Da Vinci forgot them—or maybe it was a trend? Either way, you’ve never forgotten an entire facial feature.
3. Your plants don’t judge you for crying.
They’re probably rooting for you. (Pun absolutely intended.)
4. Penguins propose with pebbles.
If a penguin can find a mate by offering a glorified rock, you can definitely text your crush back.
5. You’ve made it through 100% of your bad days.
Statistically, you’re a survivor.
6. You’ve never been eaten by a crocodile.
That’s a win. Celebrate accordingly.
7. There’s a national mullet competition.

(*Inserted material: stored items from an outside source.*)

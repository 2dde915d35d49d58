//! rustls connector for `PostgreSQL` sessions.
//!
//! With a CA bundle the server certificate is verified against it. Without
//! one the channel is encrypted but the server is not authenticated.

use crate::config::TlsMaterial;
use crate::{Error, Result};
use rustls::client::danger::{HandshakeSignatureValid, ServerCertVerified, ServerCertVerifier};
use rustls::crypto::{CryptoProvider, verify_tls12_signature, verify_tls13_signature};
use rustls::pki_types::pem::PemObject;
use rustls::pki_types::{CertificateDer, PrivateKeyDer, ServerName, UnixTime};
use rustls::{ClientConfig, DigitallySignedStruct, RootCertStore, SignatureScheme};
use std::sync::Arc;
use tokio_postgres_rustls::MakeRustlsConnect;

/// Builds a connector from already-loaded PEM material.
pub fn connector(material: TlsMaterial) -> Result<MakeRustlsConnect> {
    let provider = Arc::new(rustls::crypto::aws_lc_rs::default_provider());

    let builder = ClientConfig::builder_with_provider(Arc::clone(&provider))
        .with_safe_default_protocol_versions()
        .map_err(tls_error)?;

    let builder = match material.ca {
        Some(ca) => {
            let mut roots = RootCertStore::empty();
            for cert in CertificateDer::pem_slice_iter(&ca) {
                roots.add(cert.map_err(tls_error)?).map_err(tls_error)?;
            }
            builder.with_root_certificates(roots)
        },
        None => {
            tracing::debug!("TLS enabled without a CA, server certificate is not verified");
            builder
                .dangerous()
                .with_custom_certificate_verifier(Arc::new(AcceptAnyServer(provider)))
        },
    };

    let config = match (material.cert, material.key) {
        (Some(cert), Some(key)) => {
            let chain = CertificateDer::pem_slice_iter(&cert)
                .collect::<std::result::Result<Vec<_>, _>>()
                .map_err(tls_error)?;
            let key = PrivateKeyDer::from_pem_slice(&key).map_err(tls_error)?;
            builder
                .with_client_auth_cert(chain, key)
                .map_err(tls_error)?
        },
        _ => builder.with_no_client_auth(),
    };

    Ok(MakeRustlsConnect::new(config))
}

fn tls_error(e: impl std::fmt::Display) -> Error {
    Error::Connection {
        operation: "configure_tls".to_string(),
        cause: e.to_string(),
    }
}

/// Verifier used when no CA is configured. Handshake signatures are still
/// checked so the session keys belong to whoever presented the certificate.
#[derive(Debug)]
struct AcceptAnyServer(Arc<CryptoProvider>);

impl ServerCertVerifier for AcceptAnyServer {
    fn verify_server_cert(
        &self,
        _end_entity: &CertificateDer<'_>,
        _intermediates: &[CertificateDer<'_>],
        _server_name: &ServerName<'_>,
        _ocsp_response: &[u8],
        _now: UnixTime,
    ) -> std::result::Result<ServerCertVerified, rustls::Error> {
        Ok(ServerCertVerified::assertion())
    }

    fn verify_tls12_signature(
        &self,
        message: &[u8],
        cert: &CertificateDer<'_>,
        dss: &DigitallySignedStruct,
    ) -> std::result::Result<HandshakeSignatureValid, rustls::Error> {
        verify_tls12_signature(message, cert, dss, &self.0.signature_verification_algorithms)
    }

    fn verify_tls13_signature(
        &self,
        message: &[u8],
        cert: &CertificateDer<'_>,
        dss: &DigitallySignedStruct,
    ) -> std::result::Result<HandshakeSignatureValid, rustls::Error> {
        verify_tls13_signature(message, cert, dss, &self.0.signature_verification_algorithms)
    }

    fn supported_verify_schemes(&self) -> Vec<SignatureScheme> {
        self.0.signature_verification_algorithms.supported_schemes()
    }
}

The human race isn’t taking itself that seriously, so why should you?
8. You’re not a Victorian child.
No weird diseases, corsets, or chimney sweeping for you.
9. The universe is 13.8 billion years old.
You existing is a cosmic miracle. Or, at least, it’s statistically wild.
10. Cows have best friends.
If cows can make friends, so can you.
11. Your cringe-worthy moments are someone else’s funny story.
Own it. You’re providing free entertainment.
12. Some fish communicate by farting.
And you thought you were awkward.
13. Ryan Gosling was in a Canadian dance troupe.
Look it up. It’s gold. If he can live that down, you can survive your embarrassing moments, too.
14. You’ve never accidentally caused a medieval war.
Looking at you, Helen of Troy.
15. Wombat poop is cube-shaped.
How? Why? We don’t know. Life’s mysteries are wild.
16. Someone invented a Snuggie—and made millions.
Your next idea doesn’t have to be genius. Just market it shamelessly.
17. Octopuses punch fish for no reason.
Sometimes, chaos is just part of life, and octopuses are living proof.
18. You’ve never been a contestant on a cooking show with a sabotaged oven.
Stressful, but entertaining. Thank goodness it’s not you.
19. Bread used to be so hard it was basically medieval Tupperware.
Cheer up—your food storage has come a long way.
20. Keanu Reeves exists.
If nothing else, this fact should bring you peace.
21. Pigeons can recognize themselves in mirrors.
If they can figure out self-awareness, so can you.
22. Sharks existed before trees.
Life is weird. You’re doing fine in comparison.
23. You’re allowed to take naps without shame.
Because rest is resistance, baby.
24. Your ex probably peaked in high school.
Just saying.
25. Nobody really knows what they’re doing.
We’re all just winging it. Embrace the chaos.
Life is bizarre, messy, and occasionally covered in glitter. But hey, so are you. Chin up—you’re crushing it more than you think. Now go eat some cereal (and maybe throw in a fruit, if you’re feeling fancy).